Dual-interface modulation including buried interface as well as the top surface has recently been proven to be crucial for obtaining high photovoltaic performance in lead halide perovskite solar cells (PSCs). Herein, for the first time, the strategy of using functional covalent organic frameworks (COFs), namely HS-COFs for dual-interface modulation, is reported to further understand its intrinsic mechanisms in optimizing the bottom and top surfaces. Specifically, the buried HS-COFs layer can enhance the resistance against ultraviolet radiation, and more importantly, release the tensile strain, which is beneficial for enhancing device stability and improving the order of perovskite crystal growth. Furthermore, the detailed characterization results reveal that the HS-COFs on the top surface can effectively passivate the surface defects and suppress non-radiation recombination, as well as optimize the crystallization and growth of the perovskite film.
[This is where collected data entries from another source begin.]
use std::path::Path;

use terrasphere::{AppConfig, CONFIG_FILE};

fn main() {
    env_logger::Builder::from_env(env_logger::Env::default().default_filter_or("info")).init();

    let path = Path::new(CONFIG_FILE);
    let config = if path.exists() {
        AppConfig::load(path).unwrap_or_else(|e| {
            log::warn!("Using default config: {}", e);
            AppConfig::default()
        })
    } else {
        AppConfig::default()
    };

    if let Err(e) = terrasphere::run(config) {
        log::error!("{}", e);
        std::process::exit(1);
    }
}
Benefiting from the synergistic effects, the dual-interface modified devices deliver champion efficiencies of 24.26% and 21.30% for 0.0725 cm2 and 1 cm2-sized devices, respectively. Moreover, they retain 88% and 84% of their initial efficiencies after aging for 2000 h under the ambient conditions (25 °C, relative humidity: 35–45%) and a nitrogen atmosphere with heating at 65 °C, respectively.

共价有机框架的双界面调制实现高效耐用的钙钛矿太阳能电池
包括掩埋界面和顶表面的双界面调制最近被证明对于在铅卤化物钙钛矿太阳能电池(PSC)中获得高光伏性能至关重要。本文首次报道了使用功能共价有机框架(COFs)的策略,即用于双界面调制的HS COFs,以进一步了解其在优化底部和顶部表面方面的内在机制。具体而言,埋入的HS COFs层可以增强对紫外线辐射的抵抗力,更重要的是释放拉伸应变,这有利于增强器件稳定性和提高钙钛矿晶体生长的顺序。此外,详细的表征结果表明,上表面的HS COFs可以有效钝化表面缺陷,抑制非辐射复合,并优化钙钛矿膜的结晶和生长。得益于协同效应,对于0.0725 cm2和1 cm2尺寸的器件,双界面改性器件的冠军效率分别为24.26%和21.30%。此外,在环境条件(25°C,相对湿度:35-45%)和65°C加热的氮气环境下老化2000小时后,它们分别保持了88%和84%的初始效率。
本文章由计算机程序翻译,如有差异,请以英文原文为准。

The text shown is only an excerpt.